How will the milestone be celebrated? According to Thielking, “We’ve had a run of retirees here (in the Memorial Building) recently. They will have some type of a sendoff.”
“Jeff will be missed,” reports Chief Stan Holt. “When I was hired on, Jeff was the officer who trained me. As far as somebody really having been proud of a police department, that is Jeff. Jeff is really a policeman’s policeman. When you think of the brotherhood of police, that’s Jeff.” Holt admires his assistant’s work ethic. “He’s one of the guys around the agency over the years ...(who) will do anything he needs to do to make things run efficiently.”

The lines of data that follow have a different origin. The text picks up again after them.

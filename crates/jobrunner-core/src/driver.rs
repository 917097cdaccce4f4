//! The `ContainerDriver` trait: the abstract container runtime backend.
//!
//! Implementations live in `jobrunner-driver` (a real Docker backend and an
//! in-memory fake used by engine tests). This crate only defines the seam.

use async_trait::async_trait;
use chrono::{DateTime, Utc};
use futures::stream::BoxStream;
use serde::{Deserialize, Serialize};

use crate::id::{ContainerId, ImageId};
use crate::Result;

/// One container lifecycle event, as delivered by the driver's event source.
#[derive(Debug, Clone, PartialEq, Eq)]
pub struct ContainerEvent {
    pub container_id: ContainerId,
    pub status: ContainerEventStatus,
    pub timestamp: DateTime<Utc>,
}

/// The subset of Docker container event statuses the engine cares about,
/// plus a catch-all for everything else it observes but does not act on.
#[derive(Debug, Clone, PartialEq, Eq, Serialize, Deserialize)]
pub enum ContainerEventStatus {
    Create,
    Start,
    Die,
    Stop,
    Commit,
    Other(String),
}

impl ContainerEventStatus {
    pub fn from_raw(status: &str) -> Self {
        match status {
            "create" => Self::Create,
            "start" => Self::Start,
            "die" => Self::Die,
            "stop" => Self::Stop,
            "commit" => Self::Commit,
            other => Self::Other(other.to_string()),
        }
    }
}

/// Abstraction over the container runtime. One implementation talks to a
/// real Docker daemon via `bollard`; a second, deterministic implementation
/// backs unit tests for the engine state machine.
#[async_trait]
pub trait ContainerDriver: Send + Sync {
    /// Pull `image` into the local image store. Synchronous: does not return
    /// until the pull completes or fails.
    async fn pull_image(&self, image: &str) -> Result<()>;

    /// Create (but do not start) a container running `cmd` against `image`
    /// with the given `NAME=VALUE` environment tokens.
    async fn create_container(
        &self,
        image: &str,
        cmd: &[String],
        env: &[String],
    ) -> Result<ContainerId>;

    async fn start_container(&self, id: &ContainerId) -> Result<()>;

    /// Block until the container has exited and return its exit code.
    /// Used as the authoritative source of truth on a `die` event; the
    /// event payload itself is not trusted for the exit code.
    async fn wait_container(&self, id: &ContainerId) -> Result<i64>;

    /// Request the container stop, allowing `grace` for a clean shutdown
    /// before the driver escalates to a forced kill.
    async fn stop_container(&self, id: &ContainerId, grace: std::time::Duration) -> Result<()>;

    /// Commit the container's current filesystem state into a new image.
    async fn commit_container(&self, id: &ContainerId) -> Result<ImageId>;

    /// Stream the container's combined stdout+stderr, undemultiplexed.
    async fn container_logs(&self, id: &ContainerId) -> Result<BoxStream<'static, Result<bytes::Bytes>>>;

    /// A live stream of container lifecycle events for every container the
    /// driver knows about. The bus is responsible for fan-out and for
    /// re-establishing this stream if it terminates.
    fn subscribe_events(&self) -> BoxStream<'static, ContainerEvent>;

    /// Cheap connectivity check used by the readiness probe.
    async fn ping(&self) -> Result<()>;
}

Thielking admits, “I’m ready to move on .... It’s been a good career. I’ve enjoyed it. There’s a lot to learn. I have absolutely no regrets.” With wife Mari working as a Batesville Water & Gas Utility employee, “the city … has treated our family well.”
“I’m kind of excited to go into another direction. I’m just really open right now” to future work prospects. After taking it easy for a little while, the 55-year-old will hunt for another job, “not just for the income. A person needs to wake up to something every morning.”
He reflects, “Police work is a young man’s game. It’s a high-stress position. You’re always chasing calls.” Even as his duties shifted to mostly administrative, the Batesville native and resident was “still out working the streets, still going to domestic disputes, still handling violent people.”
Thielking has been planning for this moment. Three years ago, the Public Employee Retirement Fund offered the officer a program that locks in retirement perks. “They take your monthly benefit and put it in some type of annuity account. Whatever monies have accrued in the three years, you get a one-time payment when you leave and you continue to get your benefit monthly.”